Going Off the Grid to Experience Food and Nature at Stedsans in the Woods
When going to Stedsans in the Woods, you leave fancy clothes and harmful toxins at home to fully experience the sustainable lifestyle of the future in the midst of nature.
This summer, I was flipping through a Danish interior magazine at a friend’s country house when I found this article about Stedsans in the Woods – a sustainably operated wild outdoor resort and permaculture farm located in the depths of the forest. Totally off the grid, no electricity. In other words: a dream escape from busy city life. This is exactly what founding couple Mette Helbæk and Flemming Hansen did – escape. The chef duo exchanged their thriving rooftop restaurant and home in Copenhagen for a life of quiet and natural splendor in Hyltebruk, Sweden. By the help of a large number of volunteers and a very successful Kickstarter campaign, their dream of opening up a forest retreat was realized in the summer of 2017.
This is the kind of place where you leave your best clothes at home – as well as any hygiene article (soap, toothpaste, shampoo…) that isn’t fully biodegradable; no chemicals allowed. This is of course completely in line with the resort’s extensive commitment to sustainability, but also has a very real function as they recycle all their water and/or bring it back to the source. During a stay at Stedsans in the Woods, you are therefore provided with homemade, 100% natural soaps and shampoos for showering, and anything else you might need you can get at the reception – including a homemade, all-natural mosquito repellent, which you’ll be thankful for around midsummer’s (believe us).
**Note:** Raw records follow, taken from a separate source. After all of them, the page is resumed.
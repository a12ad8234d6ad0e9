//! Snapshot representation and CSV I/O
//!
//! A snapshot is one header row plus data rows captured at a point in time.
//! Cells keep the exact text they were loaded with; keys and CSV output
//! always use that raw lexeme, so identity is stable ("075" and "75" are
//! different keys) and a destination replace never rewrites cell contents.
//! The typed interpretation attached at parse time exists only for value
//! comparison: date-bearing columns compare by instant rather than by
//! string representation, because the same export pipeline emits a typed
//! timestamp in one run and its string serialization in the next.

use crate::error::Result;
use chrono::{DateTime, NaiveDate, TimeZone, Utc};
use serde::de::Deserializer;
use serde::ser::Serializer;
use serde::{Deserialize, Serialize};
use std::fmt;
use std::path::Path;

/// A single cell value: the raw field text plus its typed interpretation.
#[derive(Debug, Clone, PartialEq)]
pub enum CellValue {
    Empty,
    Bool { raw: String, value: bool },
    Number { raw: String, value: f64 },
    Timestamp { raw: String, instant: DateTime<Utc> },
    Text(String),
}

impl CellValue {
    /// Parse a raw CSV field into a typed cell. The original text is kept
    /// verbatim; only the interpretation is attached.
    pub fn parse(field: &str) -> Self {
        if field.is_empty() {
            return Self::Empty;
        }
        match field {
            "TRUE" | "true" => {
                return Self::Bool {
                    raw: field.to_string(),
                    value: true,
                }
            }
            "FALSE" | "false" => {
                return Self::Bool {
                    raw: field.to_string(),
                    value: false,
                }
            }
            _ => {}
        }
        if let Ok(n) = field.parse::<f64>() {
            if n.is_finite() {
                return Self::Number {
                    raw: field.to_string(),
                    value: n,
                };
            }
        }
        if let Some(ts) = parse_instant(field) {
            return Self::Timestamp {
                raw: field.to_string(),
                instant: ts,
            };
        }
        Self::Text(field.to_string())
    }

    /// The underlying time instant, if this cell is date-like.
    ///
    /// Text cells are coerced by parsing; a non-parseable text cell has no
    /// instant and compares unequal to any timestamp.
    pub fn as_instant(&self) -> Option<DateTime<Utc>> {
        match self {
            Self::Timestamp { instant, .. } => Some(*instant),
            Self::Text(s) => parse_instant(s),
            _ => None,
        }
    }

    /// Numeric interpretation, used for comparison only. Identity and
    /// output never go through this.
    pub fn as_number(&self) -> Option<f64> {
        match self {
            Self::Number { value, .. } => Some(*value),
            Self::Text(s) => s.parse::<f64>().ok().filter(|n| n.is_finite()),
            _ => None,
        }
    }

    /// The exact field text, used for keying and for CSV output.
    ///
    /// Empty is the canonical "" so that null and empty string are equal.
    pub fn canonical_text(&self) -> String {
        match self {
            Self::Empty => String::new(),
            Self::Bool { raw, .. } => raw.clone(),
            Self::Number { raw, .. } => raw.clone(),
            Self::Timestamp { raw, .. } => raw.clone(),
            Self::Text(s) => s.clone(),
        }
    }

    pub fn is_empty(&self) -> bool {
        matches!(self, Self::Empty) || matches!(self, Self::Text(s) if s.is_empty())
    }
}

impl fmt::Display for CellValue {
    fn fmt(&self, f: &mut fmt::Formatter<'_>) -> fmt::Result {
        write!(f, "{}", self.canonical_text())
    }
}

// Cells cross the serialization boundary as their raw text (null for
// empty); the typed interpretation is re-derived on the way back in.
impl Serialize for CellValue {
    fn serialize<S: Serializer>(&self, serializer: S) -> std::result::Result<S::Ok, S::Error> {
        match self {
            Self::Empty => serializer.serialize_unit(),
            other => serializer.serialize_str(&other.canonical_text()),
        }
    }
}

impl<'de> Deserialize<'de> for CellValue {
    fn deserialize<D: Deserializer<'de>>(deserializer: D) -> std::result::Result<Self, D::Error> {
        let raw: Option<String> = Option::deserialize(deserializer)?;
        Ok(match raw {
            None => Self::Empty,
            Some(s) => Self::parse(&s),
        })
    }
}

/// Decide whether two cell values differ (the value comparator).
///
/// If either side is date-like, the comparison is by instant; a timestamp
/// against a non-parseable value is a difference. Numeric cells compare by
/// value, so a typed 75000 equals its "75000" serialization. Otherwise
/// both sides are compared by raw text, which folds null/empty together.
pub fn values_differ(before: &CellValue, after: &CellValue) -> bool {
    if matches!(before, CellValue::Timestamp { .. })
        || matches!(after, CellValue::Timestamp { .. })
    {
        return match (before.as_instant(), after.as_instant()) {
            (Some(a), Some(b)) => a != b,
            _ => true,
        };
    }
    if let (CellValue::Bool { value: a, .. }, CellValue::Bool { value: b, .. }) = (before, after) {
        return a != b;
    }
    if let (Some(a), Some(b)) = (before.as_number(), after.as_number()) {
        return a != b;
    }
    before.canonical_text() != after.canonical_text()
}

fn parse_instant(s: &str) -> Option<DateTime<Utc>> {
    if let Ok(ts) = DateTime::parse_from_rfc3339(s) {
        return Some(ts.with_timezone(&Utc));
    }
    if let Ok(date) = NaiveDate::parse_from_str(s, "%Y-%m-%d") {
        return Some(Utc.from_utc_datetime(&date.and_hms_opt(0, 0, 0)?));
    }
    None
}

/// A header + rows tabular dataset captured at one point in time.
///
/// Rows should all match the header length, but short rows are tolerated
/// everywhere downstream: the indexer skips them instead of failing.
#[derive(Debug, Clone, PartialEq, Serialize, Deserialize)]
pub struct Snapshot {
    pub header: Vec<String>,
    pub rows: Vec<Vec<CellValue>>,
}

impl Snapshot {
    pub fn new(header: Vec<String>, rows: Vec<Vec<CellValue>>) -> Self {
        Self { header, rows }
    }

    /// Resolve a column name to its positional index (the column resolver).
    ///
    /// Exact, case-sensitive match. The old and new snapshots are
    /// independently produced exports, so this must be called against each
    /// header separately; position is never a reliable join key.
    pub fn column_index(&self, name: &str) -> Option<usize> {
        self.header.iter().position(|h| h == name)
    }

    /// True when the snapshot has no data rows.
    pub fn is_empty(&self) -> bool {
        self.rows.is_empty()
    }

    pub fn row_count(&self) -> usize {
        self.rows.len()
    }

    /// Load a snapshot from a CSV file. An empty file yields an empty
    /// snapshot (no header, no rows).
    pub fn load_csv(path: &Path) -> Result<Self> {
        let mut reader = csv::ReaderBuilder::new()
            .has_headers(false)
            .flexible(true)
            .from_path(path)?;

        let mut header = Vec::new();
        let mut rows = Vec::new();
        for (i, record) in reader.records().enumerate() {
            let record = record?;
            if i == 0 {
                header = record.iter().map(|s| s.to_string()).collect();
            } else {
                rows.push(record.iter().map(CellValue::parse).collect());
            }
        }

        log::debug!(
            "Loaded snapshot from {}: {} columns, {} rows",
            path.display(),
            header.len(),
            rows.len()
        );
        Ok(Self { header, rows })
    }

    /// Overwrite the destination file entirely with this snapshot
    /// (full replace semantics, not incremental). Cells are written back
    /// as their raw text; a load/write round trip changes nothing.
    pub fn write_csv(&self, path: &Path) -> Result<()> {
        let mut writer = csv::WriterBuilder::new()
            .flexible(true)
            .from_path(path)?;
        writer.write_record(&self.header)?;
        for row in &self.rows {
            writer.write_record(row.iter().map(|cell| cell.canonical_text()))?;
        }
        writer.flush()?;
        log::info!(
            "Replaced {} with {} rows",
            path.display(),
            self.rows.len()
        );
        Ok(())
    }
}

#[cfg(test)]
mod tests {
    use super::*;

    #[test]
    fn test_cell_parse() {
        assert_eq!(CellValue::parse(""), CellValue::Empty);
        assert_eq!(
            CellValue::parse("TRUE"),
            CellValue::Bool {
                raw: "TRUE".to_string(),
                value: true
            }
        );
        assert_eq!(
            CellValue::parse("75000"),
            CellValue::Number {
                raw: "75000".to_string(),
                value: 75000.0
            }
        );
        assert_eq!(
            CellValue::parse("Closed Won"),
            CellValue::Text("Closed Won".to_string())
        );
        assert!(matches!(
            CellValue::parse("2024-01-01T00:00:00Z"),
            CellValue::Timestamp { .. }
        ));
    }

    #[test]
    fn test_parse_keeps_raw_lexeme() {
        assert_eq!(CellValue::parse("075").canonical_text(), "075");
        assert_eq!(CellValue::parse("true").canonical_text(), "true");
        assert_eq!(
            CellValue::parse("2024-01-01T00:00:00Z").canonical_text(),
            "2024-01-01T00:00:00Z"
        );
    }

    #[test]
    fn test_date_equivalence_across_representations() {
        let typed = CellValue::parse("2024-01-01T00:00:00Z");
        let serialized = CellValue::Text("2024-01-01T00:00:00.000Z".to_string());
        assert!(!values_differ(&typed, &serialized));
    }

    #[test]
    fn test_date_against_unparseable_text_differs() {
        let typed = CellValue::parse("2024-01-01T00:00:00Z");
        let text = CellValue::Text("next quarter".to_string());
        assert!(values_differ(&typed, &text));
    }

    #[test]
    fn test_empty_null_equivalence() {
        let empty_forms = [CellValue::Empty, CellValue::Text(String::new())];
        for a in &empty_forms {
            for b in &empty_forms {
                assert!(!values_differ(a, b), "{:?} vs {:?}", a, b);
            }
        }
    }

    #[test]
    fn test_number_text_coercion() {
        assert!(!values_differ(
            &CellValue::parse("75000"),
            &CellValue::Text("75000".to_string())
        ));
        assert!(values_differ(
            &CellValue::parse("75000"),
            &CellValue::parse("80000")
        ));
    }

    #[test]
    fn test_bool_case_variants_compare_equal() {
        assert!(!values_differ(
            &CellValue::parse("TRUE"),
            &CellValue::parse("true")
        ));
        assert!(values_differ(
            &CellValue::parse("TRUE"),
            &CellValue::parse("FALSE")
        ));
    }

    #[test]
    fn test_cell_serializes_as_raw_text() {
        assert_eq!(
            serde_json::to_value(CellValue::parse("075")).unwrap(),
            serde_json::json!("075")
        );
        assert_eq!(
            serde_json::to_value(CellValue::Empty).unwrap(),
            serde_json::Value::Null
        );
    }

    #[test]
    fn test_column_index_is_exact_and_case_sensitive() {
        let snapshot = Snapshot::new(
            vec!["id".to_string(), "stage".to_string()],
            Vec::new(),
        );
        assert_eq!(snapshot.column_index("stage"), Some(1));
        assert_eq!(snapshot.column_index("Stage"), None);
        assert_eq!(snapshot.column_index("missing"), None);
    }

    #[test]
    fn test_csv_round_trip() {
        let dir = tempfile::tempdir().unwrap();
        let path = dir.path().join("snap.csv");
        let snapshot = Snapshot::new(
            vec!["id".to_string(), "stage".to_string()],
            vec![
                vec![
                    CellValue::Text("A".to_string()),
                    CellValue::Text("Proposal".to_string()),
                ],
                vec![CellValue::Text("B".to_string()), CellValue::Empty],
            ],
        );
        snapshot.write_csv(&path).unwrap();
        let loaded = Snapshot::load_csv(&path).unwrap();
        assert_eq!(loaded.header, snapshot.header);
        assert_eq!(loaded.row_count(), 2);
        assert_eq!(loaded.rows[1][1], CellValue::Empty);
    }

    #[test]
    fn test_csv_round_trip_preserves_raw_lexemes() {
        let dir = tempfile::tempdir().unwrap();
        let path = dir.path().join("snap.csv");
        let original = "id,amount,close_date\n00123,075,2024-01-01T00:00:00Z\n";
        std::fs::write(&path, original).unwrap();

        let loaded = Snapshot::load_csv(&path).unwrap();
        let out = dir.path().join("out.csv");
        loaded.write_csv(&out).unwrap();

        assert_eq!(std::fs::read_to_string(&out).unwrap(), original);
    }
}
The retreat layout is made up by a floating sauna, a camping site, several Bedouin tents, and wooden cabins with floor-to-ceiling windows that allows a clear view of the surrounding forest and stars at night. The greenhouse restaurant serves clean, simple food (which is a feast for the eye as well as the taste buds, we’re sure) with an emphasis on plant-based and seasonal ingredients from the forest and gardens, together with some additional produce from sustainable farms, dairies and fishermen in the area.
They call it a playground and lab for ‘the lifestyle of the future’, being mindful of people, animals and planet in everything they do. Obviously, I can’t wait to go there myself.